# Left Vs Right wheel drive



## sutliffhl21 (Feb 19, 2006)

I have had my gto for a week now, and I can tell already that it is still geared for right wheel drive, lol. The e-brake is on the oposite side of the console and the volume control is on the right side of the radio. I also think that the passenger side is more comfortable than the driver side, if that makes any sense, lol. I wonder if any GM North america execs ever sat in one of these yet? lol.


----------



## CrabhartLSX (Feb 12, 2006)

hmm that's interesting.


----------



## Ironmancan (Feb 11, 2006)

I personally like the volume control on the right. I have the manual and with my hand on the shifter its a perfect reach. Your seats sound odd. My seats are fine.


----------



## 707GTOLS2 (Aug 31, 2005)

That's true now that I think of it, have your hand on the shifter and use your fingers to turn the knob


----------



## bergenfelter (Nov 11, 2005)

And I get this funny english type accent whenever I am driving my GTO. Anybody else mate?


----------



## zerosum (Mar 19, 2005)

I gave up Bud for Fosters.


----------



## noz34me (Dec 15, 2005)

Knob on right side of radio lets passengers adjust using that control; you've got the steering wheel controls- - - may still not be a good thing- - 

e-brake on right side is a little strange.

The goat is the MOST comfortable car I own, so no complaints on drivers seat, and I don't plan on being in the passenger seat too often- - :lol:


----------



## GM Kid (Mar 21, 2005)

"Left-wheel drive?" So your car's neither a pusher nor a puller, but a . . . sidewinder?

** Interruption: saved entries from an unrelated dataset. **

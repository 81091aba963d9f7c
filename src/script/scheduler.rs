//! Cooperative scheduler for script contexts.
//!
//! At most one context runs at a time (the caller holds `&mut Scheduler`
//! while it does). Any number may be suspended, each bound 1:1 to the
//! dialog, shop or battle session it waits on through a continuation token.

use std::collections::BTreeMap;
use std::sync::Arc;

use tracing::{debug, error, warn};

use super::assembler::Program;
use super::capability::{ContinuationToken, EngineSet, ScriptHost};
use super::vm::{Poll, ScriptContext, SessionKind, SessionRequest, SessionResult, Suspension};
use crate::error::{SchedulerError, ScriptRuntimeError};
use crate::world::map::NpcId;

/// How a start or resume ended.
#[derive(Debug, Clone, PartialEq, Eq)]
pub enum Outcome {
    Finished,
    Suspended {
        token: ContinuationToken,
        reason: Suspension,
    },
    /// The script hit a runtime error; its context is gone.
    Failed(ScriptRuntimeError),
}

#[derive(Debug)]
struct Waiting {
    context: ScriptContext,
    kind: SessionKind,
}

#[derive(Debug, Default)]
pub struct Scheduler {
    next_token: u64,
    waiting: BTreeMap<ContinuationToken, Waiting>,
}

impl Scheduler {
    pub fn new() -> Self {
        Self::default()
    }

    /// Create a context for `npc` and run it until it finishes or suspends.
    pub fn start(
        &mut self,
        program: Arc<Program>,
        npc: NpcId,
        host: &mut dyn ScriptHost,
        engines: &mut dyn EngineSet,
    ) -> Outcome {
        debug!(script = %program.name, npc = npc.0, "script started");
        let context = ScriptContext::new(program, npc);
        self.drive(context, host, engines)
    }

    /// Resume the context bound to `token` with the session's result.
    ///
    /// A result that does not fit the suspension is rejected and the context
    /// stays suspended.
    pub fn complete(
        &mut self,
        token: ContinuationToken,
        result: SessionResult,
        host: &mut dyn ScriptHost,
        engines: &mut dyn EngineSet,
    ) -> Result<Outcome, SchedulerError> {
        let waiting = self
            .waiting
            .get(&token)
            .ok_or(SchedulerError::UnknownToken(token.0))?;
        validate(token, waiting, &result)?;

        let Some(Waiting { mut context, kind }) = self.waiting.remove(&token) else {
            return Err(SchedulerError::UnknownToken(token.0));
        };
        debug!(%token, script = context.script_name(), result = result.label(), "resuming");

        context.resume(result);
        let outcome = self.drive(context, host, engines);
        // the answered session stays open until the script has run past it
        let engine = engines.engine(kind);
        match outcome {
            Outcome::Failed(_) => engine.force_close(token),
            _ => engine.finish(token),
        }
        Ok(outcome)
    }

    /// The session bound to `token` was closed without an answer.
    pub fn cancel(
        &mut self,
        token: ContinuationToken,
        host: &mut dyn ScriptHost,
        engines: &mut dyn EngineSet,
    ) -> Result<Outcome, SchedulerError> {
        self.complete(token, SessionResult::Cancelled, host, engines)
    }

    /// NPC whose script waits on `token`.
    pub fn npc_for(&self, token: ContinuationToken) -> Option<NpcId> {
        self.waiting.get(&token).map(|w| w.context.npc())
    }

    pub fn context(&self, token: ContinuationToken) -> Option<&ScriptContext> {
        self.waiting.get(&token).map(|w| &w.context)
    }

    pub fn has_suspended(&self) -> bool {
        !self.waiting.is_empty()
    }

    pub fn suspended_count(&self) -> usize {
        self.waiting.len()
    }

    pub fn tokens(&self) -> impl Iterator<Item = ContinuationToken> + '_ {
        self.waiting.keys().copied()
    }

    /// Drop every context and force-close the sessions they wait on. Used
    /// when the map they belong to goes away.
    pub fn abort_all(&mut self, engines: &mut dyn EngineSet) {
        for (token, waiting) in std::mem::take(&mut self.waiting) {
            warn!(%token, script = waiting.context.script_name(), "script aborted");
            engines.engine(waiting.kind).force_close(token);
        }
    }

    fn drive(
        &mut self,
        mut context: ScriptContext,
        host: &mut dyn ScriptHost,
        engines: &mut dyn EngineSet,
    ) -> Outcome {
        match context.run(host) {
            Ok(Poll::Finished) => {
                debug!(script = context.script_name(), "script finished");
                Outcome::Finished
            }
            Ok(Poll::Suspended(request)) => {
                let token = ContinuationToken(self.next_token);
                self.next_token += 1;
                let kind = request.kind();
                let reason = kind.suspension();
                debug!(%token, script = context.script_name(), ?reason, "script suspended");

                engines.engine(kind).open(token, request);
                self.waiting.insert(token, Waiting { context, kind });
                Outcome::Suspended { token, reason }
            }
            Err(err) => {
                error!(script = %err.script, pc = err.pc, "{err}");
                Outcome::Failed(err)
            }
        }
    }
}

fn validate(
    token: ContinuationToken,
    waiting: &Waiting,
    result: &SessionResult,
) -> Result<(), SchedulerError> {
    let expected = waiting.kind.suspension();
    let mismatch = |got| SchedulerError::ResultMismatch {
        token: token.0,
        expected,
        got,
    };

    match result.kind() {
        None => return Ok(()),
        Some(kind) if kind != waiting.kind => return Err(mismatch(result.label())),
        Some(_) => {}
    }

    if let (SessionResult::Dialog { choice }, Some(SessionRequest::Dialog(dialog))) =
        (result, waiting.context.pending())
    {
        let options = dialog.options.len();
        match choice {
            _ if options == 0 => {}
            None => return Err(mismatch("dialog without a choice")),
            Some(choice) if *choice >= options => {
                return Err(SchedulerError::ChoiceOutOfRange {
                    token: token.0,
                    choice: *choice,
                    options,
                });
            }
            Some(_) => {}
        }
    }
    Ok(())
}
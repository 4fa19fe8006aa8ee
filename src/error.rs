// SPDX-License-Identifier: MIT
// Copyright 2026 Roland Dreier <roland@rolandd.dev>

//! Client error types shared by the gateway, session manager, and view models.

use crate::storage::StorageError;

/// Error type for every operation that talks to the backend or to storage.
#[derive(Debug, thiserror::Error)]
pub enum ClientError {
    #[error("Authentication required")]
    Unauthorized,

    #[error("Request timed out")]
    Timeout,

    #[error("Network error: {0}")]
    Network(String),

    #[error("API error (HTTP {status}): {message}")]
    Api { status: u16, message: String },

    #[error("Malformed response: {0}")]
    Decode(String),

    #[error("Upload error: {0}")]
    Upload(String),

    #[error("Storage error: {0}")]
    Storage(#[from] StorageError),
}

impl ClientError {
    /// True when the error means the bearer token was rejected and the
    /// stored session has been purged.
    pub fn is_unauthorized(&self) -> bool {
        matches!(self, ClientError::Unauthorized)
    }

    /// Map a transport-level failure, distinguishing the fixed request
    /// timeout from other network errors.
    pub(crate) fn from_transport(err: reqwest::Error) -> Self {
        if err.is_timeout() {
            ClientError::Timeout
        } else {
            ClientError::Network(err.to_string())
        }
    }
}

/// Result type alias for client operations.
pub type Result<T> = std::result::Result<T, ClientError>;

I think the term is "left-hand drive."


----------



## GTOJon (Jan 25, 2005)

Every car I've owned (GM) had the hand brake on the right side of the console just like the GTO. I'm completely comfortable with that (perhaps it is because that's what I've always had). But having it on the driver's side of the console makes me feel cramped. I definitely prefer it where it is.


----------



## C5ORGTO (Dec 30, 2004)

I think I'm craving Outback Steakhouse. I'll get me some Aussie Cheese Fries, and jam to "Men at Work" on the way home. 
arty: 
"Oh! Do you come from a land down under? (oh yeah yeah)
Where women glow and men plunder?
Can't you hear, can't you hear the thunder?
You better run, you better take cover."


----------



## Ironmancan (Feb 11, 2006)

C5ORGTO said:


> I think I'm craving Outback Steakhouse. I'll get me so Aussie Cheese Fries, and jam to "Men at Work" on the way home.
> arty:
> "Oh! Do you come from a land down under? (oh yeah yeah)
> Where women glow and men plunder?
> ...



LOL!!!:cheers


----------



## GOATGIRL (Feb 6, 2006)

If that's true, why do I still have a butt like J-Lo and not Kylie Minouge?:confused LOL

But now that you guys have mentioned it, I do find it weird trying to use the volume knob....I just use the steering wheel controls!


----------



## sutliffhl21 (Feb 19, 2006)

I wonder if there is still wiring or wiring harnesses on the right hand side?


----------



## GOATGIRL (Feb 6, 2006)

sutliffhl21 said:


> I wonder if there is still wiring or wiring harnesses on the right hand side?


I just took a look...your fused and relays are on the passanger side but it looks like the main wiring is on the driver's side...weird!


----------



## Cadsbury (Dec 6, 2005)

The e-brake on the right side is still in a good position for drifting and the seats hold me in pretty good through a lateral slide, although I do have a big butt...

Now the radio knob, I use the stearing wheel controls so that isn't an issue for me.

My .02...


----------



## smkdu (Sep 22, 2005)

we have a customer with a euro BMW and it is left hand drive car they are a blast to drive I love an Monaro but for the price their asking I'd rather buy a Zo6 and mod it to the tilt.:cheers


----------



## Thunder (Jun 17, 2006)

zerosum said:


> I gave up Bud for Fosters.


I've got news for you all..........nobody in Australia drinks Fosters.

Vic Bitter is the biggest beer in Australia. Made by CUB though, who also make Fosters.

Fosters' biggest market seems to be international air travel on Qantas!


----------